Seven Days to the Grave is the second chapter in a 6 part campaign for Pathfinder. After the players emerge from the Dead Warrens, the malicious forces in Korvosa conspire to bring sickness to the land. All of Chapter 2 deals with the outbreak of Blood Veil. the chapter has been designed in a way that each day or action will bring one closer to Blood Veil. This is of course unless most of your characters roll that initial immunity. Additionally, the tax of rolling every morning to see if one is infected and then rolling out of it and then maybe taking a few points of wisdom damage is more annoying that it is tension building. At some points I used Blood Veil as more of a cosmetic urgency in which they had to complete the mission in a certain amount of time to go get the cure and cleanse themselves. I think I am going to just run things the way they work rather than the way they are written as the first part of the chapter 2 has the characters yet again on fetch quests from the Korvosa guard.
I am not going to get down too much on the structure of this chapter as it does give the players enough urgency to do things. From the entirely roleplaying missions of tending to sick children and talking to crowd of people to the entirely combat oriented missions of clearing out a sewer or sunken ship provides variety. There were some missions that could go either way and was taken care of based on group dynamics which was mostly kicking the shit out of things. The new Harrowing gave the players new harrow points which have been reworked into hero points which are used in boss battles to wind back their turn when they do something really stupid. This might seem like a stretch but in all honesty it is the one resource my players utilize as mot of them have a pile of unclaimed gold.

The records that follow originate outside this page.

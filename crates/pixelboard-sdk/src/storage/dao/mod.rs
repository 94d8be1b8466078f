//! 数据访问层 (DAO) - 每张表一个模块，借用同一个 `&Connection`

pub mod workspace;
pub mod canvas_board;
pub mod reference_layer;
pub mod background_image;
pub mod layer_order;
pub mod pending_operation;

pub use workspace::WorkspaceDao;
pub use canvas_board::CanvasBoardDao;
pub use reference_layer::ReferenceLayerDao;
pub use background_image::BackgroundImageDao;
pub use layer_order::LayerOrderDao;
pub use pending_operation::PendingOperationDao;

use rusqlite::types::Type;
use rusqlite::Connection;

use crate::error::{PixelboardError, Result};
use crate::storage::entities::Settings;

/// 事务管理器 - 跨表写入（实体 + 待同步日志）放在同一事务里
pub struct TransactionManager<'a> {
    conn: &'a Connection,
}

impl<'a> TransactionManager<'a> {
    pub fn new(conn: &'a Connection) -> Self {
        Self { conn }
    }

    pub fn execute<F, R>(&self, f: F) -> Result<R>
    where
        F: FnOnce(&Connection) -> Result<R>,
    {
        let tx = self
            .conn
            .unchecked_transaction()
            .map_err(|e| PixelboardError::Database(format!("开始事务失败: {}", e)))?;

        let result = f(self.conn)?;

        tx.commit()
            .map_err(|e| PixelboardError::Database(format!("提交事务失败: {}", e)))?;

        Ok(result)
    }
}

pub(crate) fn settings_to_sql(settings: &Settings) -> Result<String> {
    Ok(serde_json::to_string(settings)?)
}

pub(crate) fn settings_from_sql(idx: usize, text: String) -> rusqlite::Result<Settings> {
    serde_json::from_str(&text)
        .map_err(|e| rusqlite::Error::FromSqlConversionFailure(idx, Type::Text, Box::new(e)))
}

/// 把枚举解析错误转成 rusqlite 行映射错误
pub(crate) fn parse_column<T>(idx: usize, text: String) -> rusqlite::Result<T>
where
    T: std::str::FromStr<Err = PixelboardError>,
{
    text.parse::<T>()
        .map_err(|e| rusqlite::Error::FromSqlConversionFailure(idx, Type::Text, Box::new(e)))
}

#[cfg(test)]
pub(crate) fn test_connection() -> Connection {
    let mut conn = Connection::open_in_memory().unwrap();
    crate::storage::migrate::init_db(&mut conn).unwrap();
    conn
}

As for the story, the group finds the city plagued with a well, plague. If it was not completely fucking obvious the Queen’s new group of creepy plague doctors showed up at around the same time the sickness started. Even though this whole thing seemed obvious, the players went along with the charade through the fetch quests. One of the interesting aspects of this chapter was the survivor count that saw how many people were saved by the players deeds. If I were to run this again, I would make it more of a moral dilemma rather than a distinction of whether or not the did the thing. Some of the consequences and dip in survivor count dependent on if they took too long doing the thing which is kinda absurd given they were given a mission and why would they wait a damn week to do it. One of the missions had the players going into a were to take care of a revolutionary rat who was planning an uprising. The survivor count would have dropped had the players not stopped this rat. A more interesting proposal would be killing a group of revolutionaries to save the lives of the citizens and if they would trade the lives if citizens for rats. Perhaps this would only work for my group who has a hard time keeping within their alignment.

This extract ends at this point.